MONUMENT VALLEY: AS ORIGENS ESQUECIDAS
Me lembro exatamente do que estava fazendo na primeira vez que baixei esse jogo e a razão de ter baixado… Eu era adolescente e isso já tem uns bons dez anos. E sei disso porque eu estava frustrada, em um pico horrível da minha depressão e o jogo apareceu em uma propaganda para mim, e como ele era um quebra-cabeça e eu andava mal, pensei: “por que não?”
Zerei o jogo em algumas horas e me senti levemente contente por ter finalizado algo depois de meses sem conseguir encerrar nada que começava. Estava largada do sofá de casa e via a movimentação da minha mãe, que estava arrumando seu material de artesanato.
Acordei no dia seguinte empolgada, sentindo que eu era capaz de terminar as coisas como antes, e consegui limpar meu quarto, organizar a minha estante e terminar o livro que estava arrastando há tempos. Não sei se minha mãe notou na época, porque já éramos só nós duas, mas me senti realizada na pequena rotina da solidão da minha cabeça.
Depois disso, ao passar dos anos, ia e voltava ao jogo do início ao fim. Sempre que precisava de algo novo, que precisava me sentir útil, eu voltava e tentava reviver aquele sentimento de finalizar alguma coisa que me desafiava…
E então eu entendi a razão de gostar tanto da história um tempo depois, na terapia.
AS CAUSAS E OS EFEITOS
A história do jogo é sobre uma protagonista humana presa no mundo dos corvos. E eles estão chateados e irritados com ela.
Enquanto desvendamos os quebra-cabeças de cada fase, a protagonista se aproxima mais da história desse reino e o desfecho fofinho da história dá uma completude redondinha para a obra. E isso foi importante para mim porque, naquele momento da minha vida, eu estava sem estudar (por questões totalmente pessoais), tinha saído do meu curso de francês, não dançava mais, tinha perdido as poucas amigas que tinha porque não me sentia parte de nada e me afastei… Eu estava um caco.

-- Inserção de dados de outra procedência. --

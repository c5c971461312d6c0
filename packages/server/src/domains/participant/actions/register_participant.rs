//! Register participant action

use anyhow::{Context, Result};
use tracing::{debug, info};

use crate::domains::participant::models::{NewParticipant, Participant};
use crate::kernel::ServerDeps;

/// Register a participant, or return the existing record for the same
/// external id. New participants start available and unbanned.
pub async fn register_participant(new: NewParticipant, deps: &ServerDeps) -> Result<Participant> {
    info!("Registering participant with external id: {}", new.external_id);

    if let Some(existing) = deps
        .participants
        .find_by_external_id(&new.external_id)
        .await
        .context("Failed to look up participant")?
    {
        debug!("Participant already exists, returning existing: {}", existing.id);
        return Ok(existing);
    }

    let created = deps
        .participants
        .insert_participant(new)
        .await
        .context("Failed to insert participant")?;

    info!("Participant registered successfully: {}", created.id);
    Ok(created)
}
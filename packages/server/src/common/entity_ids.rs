//! Typed ID definitions for the domain entities.

pub use super::id::Id;

// ============================================================================
// Entity marker types
// ============================================================================

/// Marker type for Participant entities (community members who get paired).
pub struct Participant;

/// Marker type for MatchRecord entities (one stored pairing).
pub struct MatchRecord;

// ============================================================================
// Type aliases - the primary API
// ============================================================================

/// Typed ID for Participant entities. This is the internal id used in match history.
pub type ParticipantId = Id<Participant>;

/// Typed ID for MatchRecord entities.
pub type MatchId = Id<MatchRecord>;
//! Participant query actions

use anyhow::{Context, Result};
use serde::Serialize;
use tracing::info;

use crate::domains::participant::models::{Participant, ParticipantStatus};
use crate::kernel::ServerDeps;

/// Admin overview of the participant base
#[derive(Serialize, Debug, Clone)]
pub struct ParticipantOverview {
    pub total: usize,
    pub free: usize,
    pub busy: usize,
    pub banned: usize,
    pub participants: Vec<Participant>,
}

/// List every participant with status counts
pub async fn list_participants(deps: &ServerDeps) -> Result<ParticipantOverview> {
    info!("Listing participants");

    let participants = deps
        .participants
        .list_participants()
        .await
        .context("Failed to list participants")?;

    let count = |status: ParticipantStatus| {
        participants.iter().filter(|p| p.status() == status).count()
    };

    Ok(ParticipantOverview {
        total: participants.len(),
        free: count(ParticipantStatus::Free),
        busy: count(ParticipantStatus::Busy),
        banned: count(ParticipantStatus::Banned),
        participants,
    })
}

#[cfg(test)]
mod tests {
    use super::*;
    use crate::kernel::test_dependencies::TestDependencies;

    #[tokio::test]
    async fn counts_each_status() {
        let test_deps = TestDependencies::new();
        test_deps.participants.add_named("P1");
        let p2 = test_deps.participants.add_named("P2");
        let p3 = test_deps.participants.add_named("P3");
        test_deps.participants.force_availability(p2.id, false);
        test_deps.participants.force_banned(p3.id, true);

        let overview = list_participants(&test_deps.deps()).await.unwrap();

        assert_eq!(overview.total, 3);
        assert_eq!((overview.free, overview.busy, overview.banned), (1, 1, 1));
    }
}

A história da protagonista de “Monument Valley” colocava o foco de uma garota perdida e chateada, vagando por um lugar que ela tem certeza que pertence, sem se sentir confortável e tendo que enfrentar situações e cenários que achou que jamais teria que enfrentar. Exatamente como eu estava.
O jogo, naquele momento, me fez uma companhia imensa. Me fez sentir bem. E logo eu, que nunca fui lá muito de jogar… Mas as causas que me fizeram ver ele, inicialmente, como uma distração, me causaram um efeito de melhora minúscula em um quadro de moral deturpada. Fez sentido naquele momento, e por isso me tornei grata e apegada a história.
MUITAS TERAPIAS DEPOIS
Com um histórico terapêutico que remonta aos meus 14 anos, seis diagnósticos errados e muitos psiquiatras brincando de Deus enquanto me enfiavam antidepressivos pela garganta, entendi que me senti conectada não porque a história parecia com a minha, mas porque fui realmente presente com algo que supriu minha carência por algumas horas.
O efeito colateral, em mim, foi poder me sentir bem com a minha capacidade pela primeira vez em meses. Foi a descoberta que eu poderia coabitar o mesmo espaço comum da casa com outro membro da minha família e ficar em paz por um tempo, apenas existindo. Isso era uma novidade naquela época.
Com uma família disfuncional da porta para dentro, traumas em excesso na bagagem e uma desconexão imensa com as minhas próprias origens, sentir que eu poderia olhar com gentileza para o meu passado, por meio de uma narrativa interativa, foi o bastante para que algo no meu processo pessoal de aceitação do meu pequeno desastre começasse a se encaixar.
Assim como a protagonista da história, comecei a montar meu próprio quebra-cabeça pessoal para tentar me resolver e abraçar os cacos da minha origem pessoal esquecida.
A VIDA DEPOIS DA FASE FINAL
Eu ainda faço terapia e vou fazer pelo resto da vida. E, sinceramente, ainda não sei como funciona o jogo de terapeuta e paciente como talvez devesse entender, mas sei muito mais sobre mim agora do que sabia naquela época.
Não tem só algo sobre amadurecer e envelhecer. E obviamente não tem algo exatamente em relação ao jogo que mude isso ou afete essa percepção diretamente. Mas há algo de comum nas duas coisas…
Acho que “Monument Valley” dá uma boa perspectiva de como a vida é. Em especial, em momentos caóticos.
Nós somos alguém, surtamos por algo, temos uma crise emocional e existencial, nos sentimos amaldiçoados, e começamos a nos acalmar do nada. E esse processo de calmaria começa exatamente quando decidimos olhar com calma para o começo das nossas vidas e entender nossas origens, e quando aceitamos isso, portas se abrem, peças se encaixam e vida começa a fluir finalmente.